Blending elements of straight drama, music, and dance, FAME follows a group of gifted students -- including singer Coco (Erica Gimpel), dancer Leroy (Gene Anthony Ray), and composer Bruno (Lee Currieri) -- during their time at New York's prestigious High School of Performing Arts, where they're learning the skills they need to succeed. Based on the Oscar-winning movie of the same name, the series allowed several of the film's young stars to reprise their roles (re-casting some others and even altering a few controversial characters) and gave Debbie Allen a much more prominent role as a no-nonsense dance teacher. In later seasons, Janet JacksonNia Peeples, and Michael Cerveris (a future Tony winner) joined the cast.

Is it any good?

This TV series is a far cry from Fame the movie, which offered a gritty, honest portrayal of what it was like for teens growing up in New York City in the late 1970s and early 1980s. Whereas the film captured the raw emotions of teens who were grappling with heavy issues -- including homosexuality and teen pregnancy -- the small-screen version is much tamer, focusing on the positive aspects of the characters' lives and reserving serious topics for occasional "issue" episodes. It also fails to replicate the film's vibrancy when it comes to the musical performances, which are typically lip-synched or played over a montage. But Fame was undeniably entertaining -- and popular -- for its time, earning eight Emmy Awards and two Golden Globes.

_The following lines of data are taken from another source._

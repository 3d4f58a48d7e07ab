//! Dependency tracking between bound cells

use std::collections::{BTreeMap, BTreeSet, HashSet};

use crate::model::{CellId, ComputationModel, ExprNode};

/// Which cells read which other cells
///
/// Built from a bound model; used to reject circular references before any pass runs.
#[derive(Debug, Default)]
pub struct DependencyGraph {
    /// Cell → Cells that depend on it (dependents)
    dependents: BTreeMap<CellId, BTreeSet<CellId>>,
    /// Cell → Cells it depends on (precedents)
    precedents: BTreeMap<CellId, BTreeSet<CellId>>,
}

impl DependencyGraph {
    pub fn new() -> Self {
        Self::default()
    }

    /// Collect the cell references of every live cell's expression
    pub fn from_model(model: &ComputationModel) -> Self {
        let mut graph = Self::new();
        for (id, cell) in model.cells() {
            graph.precedents.entry(id).or_default();
            let Some(root) = cell.expression else {
                continue;
            };
            for node in model.exprs().post_order([root]) {
                if let ExprNode::CellRef(target) = model.expr(node) {
                    graph.add_dependency(*target, id);
                }
            }
        }
        graph
    }

    /// Add a dependency: dependent depends on precedent
    pub fn add_dependency(&mut self, precedent: CellId, dependent: CellId) {
        self.dependents
            .entry(precedent)
            .or_default()
            .insert(dependent);
        self.precedents
            .entry(dependent)
            .or_default()
            .insert(precedent);
    }

    /// Get cells that depend on the given cell
    pub fn get_dependents(&self, cell: CellId) -> impl Iterator<Item = CellId> + '_ {
        self.dependents
            .get(&cell)
            .into_iter()
            .flat_map(|set| set.iter().copied())
    }

    /// Get cells that the given cell depends on
    pub fn get_precedents(&self, cell: CellId) -> impl Iterator<Item = CellId> + '_ {
        self.precedents
            .get(&cell)
            .into_iter()
            .flat_map(|set| set.iter().copied())
    }

    /// Cells ordered so every cell comes after its precedents
    ///
    /// Fails with a cell on a cycle if the graph is not acyclic.
    pub fn evaluation_order(&self) -> Result<Vec<CellId>, CellId> {
        let mut result = Vec::new();
        let mut visited = HashSet::new();
        let mut in_stack = HashSet::new();

        for &cell in self.precedents.keys() {
            self.visit(cell, &mut result, &mut visited, &mut in_stack)?;
        }
        Ok(result)
    }

    fn visit(
        &self,
        cell: CellId,
        result: &mut Vec<CellId>,
        visited: &mut HashSet<CellId>,
        in_stack: &mut HashSet<CellId>,
    ) -> Result<(), CellId> {
        if visited.contains(&cell) {
            return Ok(());
        }
        if !in_stack.insert(cell) {
            return Err(cell);
        }

        for precedent in self.get_precedents(cell) {
            self.visit(precedent, result, visited, in_stack)?;
        }

        in_stack.remove(&cell);
        visited.insert(cell);
        result.push(cell);
        Ok(())
    }

    /// Detect circular references involving a cell
    pub fn has_circular_reference(&self, cell: CellId) -> bool {
        let mut visited = HashSet::new();
        let mut in_stack = HashSet::new();
        self.detect_cycle(cell, &mut visited, &mut in_stack)
    }

    fn detect_cycle(
        &self,
        cell: CellId,
        visited: &mut HashSet<CellId>,
        in_stack: &mut HashSet<CellId>,
    ) -> bool {
        if in_stack.contains(&cell) {
            return true;
        }
        if visited.contains(&cell) {
            return false;
        }

        visited.insert(cell);
        in_stack.insert(cell);

        for precedent in self.get_precedents(cell) {
            if self.detect_cycle(precedent, visited, in_stack) {
                return true;
            }
        }

        in_stack.remove(&cell);
        false
    }
}

#[cfg(test)]
mod tests {
    use super::*;
    use crate::shape::Shape;
    use formcomp_core::CellIndex;

    fn cells(count: u16) -> (ComputationModel, Vec<CellId>) {
        let mut model = ComputationModel::new(Shape::new(), Shape::new());
        let ids = (0..count)
            .map(|col| model.add_cell(model.root(), format!("C{}", col), CellIndex::new(0, 0, col)))
            .collect();
        (model, ids)
    }

    #[test]
    fn test_add_dependency() {
        let (_, ids) = cells(2);
        let mut graph = DependencyGraph::new();
        graph.add_dependency(ids[0], ids[1]);

        assert!(graph.get_dependents(ids[0]).any(|c| c == ids[1]));
        assert!(graph.get_precedents(ids[1]).any(|c| c == ids[0]));
    }

    #[test]
    fn test_evaluation_order() {
        let (mut model, ids) = cells(3);
        let a = model.add_expr(ExprNode::CellRef(ids[0]));
        let b = model.add_expr(ExprNode::CellRef(ids[1]));
        model.cell_mut(ids[1]).expression = Some(a);
        model.cell_mut(ids[2]).expression = Some(b);

        let graph = DependencyGraph::from_model(&model);
        assert_eq!(graph.evaluation_order(), Ok(ids.clone()));
        assert!(!graph.has_circular_reference(ids[2]));
    }

    #[test]
    fn test_circular_reference() {
        let (_, ids) = cells(3);
        let mut graph = DependencyGraph::new();

        // C0 -> C1 -> C2 -> C0
        graph.add_dependency(ids[0], ids[1]);
        graph.add_dependency(ids[1], ids[2]);
        graph.add_dependency(ids[2], ids[0]);

        assert!(graph.has_circular_reference(ids[0]));
        assert!(graph.has_circular_reference(ids[2]));
        assert!(graph.evaluation_order().is_err());
    }
}
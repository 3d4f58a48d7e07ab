//! # formcomp-core
//!
//! Core data structures for the formcomp formula compiler.
//!
//! This crate provides the raw cell table the compiler reads from:
//! - [`CellValue`] - Constants and formula text stored in cells
//! - [`CellAddress`], [`CellRange`] - A1 and R1C1 addressing
//! - [`CellIndex`], [`RangeIndex`] - Sheet-qualified zero-based positions
//! - [`Spreadsheet`], [`Sheet`] - Sheets of rows of cells plus defined names
//! - [`LoaderRegistry`] - Pluggable loaders producing a [`Spreadsheet`]
//!
//! ## Example
//!
//! ```rust
//! use formcomp_core::{CellValue, Spreadsheet};
//!
//! let mut book = Spreadsheet::new();
//! let sheet = book.sheet_mut(0).unwrap();
//!
//! sheet.set_cell_value("A1", 2.0).unwrap();
//! sheet.set_cell_formula("B1", "=A1*2").unwrap();
//! sheet.set_cell_value_at(1, 0, CellValue::string("label")).unwrap();
//!
//! book.define_name("Price", "A1").unwrap();
//! ```

pub mod cell;
pub mod error;
pub mod loader;
pub mod named_range;
pub mod sheet;
pub mod spreadsheet;

// Re-exports for convenience
pub use cell::{CellAddress, CellIndex, CellRange, CellValue, RangeIndex, ReferenceStyle};
pub use error::{Error, Result};
pub use loader::{LoaderRegistry, SpreadsheetLoader};
pub use named_range::{NameScope, NamedRange, NamedRangeCollection};
pub use sheet::Sheet;
pub use spreadsheet::Spreadsheet;

/// Maximum number of rows in a sheet (Excel limit)
pub const MAX_ROWS: u32 = 1_048_576;

/// Maximum number of columns in a sheet (Excel limit)
pub const MAX_COLS: u16 = 16_384;

/// Maximum length of a sheet name
pub const MAX_SHEET_NAME_LEN: usize = 31;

For today's kids, Fame will seem seriously dated -- from the legwarmers the students wear to class to the mimeograph used in the central office to make copies. But that isn't to say they won't like it. The best thing about it, by far, is the fact that parents don't have to worry about iffy content and can actually feel good about their teens -- and even some older tweens -- watching. And that kind of makes it feel kind of modern.

Talk to your kids about ...

  • Families can talk about whether the characters' stories on Fame are still relevant to today's high schoolers. Teens: Which of these characters, if any, do you relate to? Do any of the characters' problems seem outdated to you? Does the plot play to any stereotypes?

  • How does this series compare to the 1980 film version? How about the 2009 remake? Do you think Fame could make it as a TV series today?

  • What message does the show send about fame? Is it easy to get? How much work does it take? Is fame any easier to come by in modern-day society -- and does that mean you don't have to work as hard to get it?

  • How do the characters in Fame demonstrate perseverance and teamwork? Why are these important character strengths?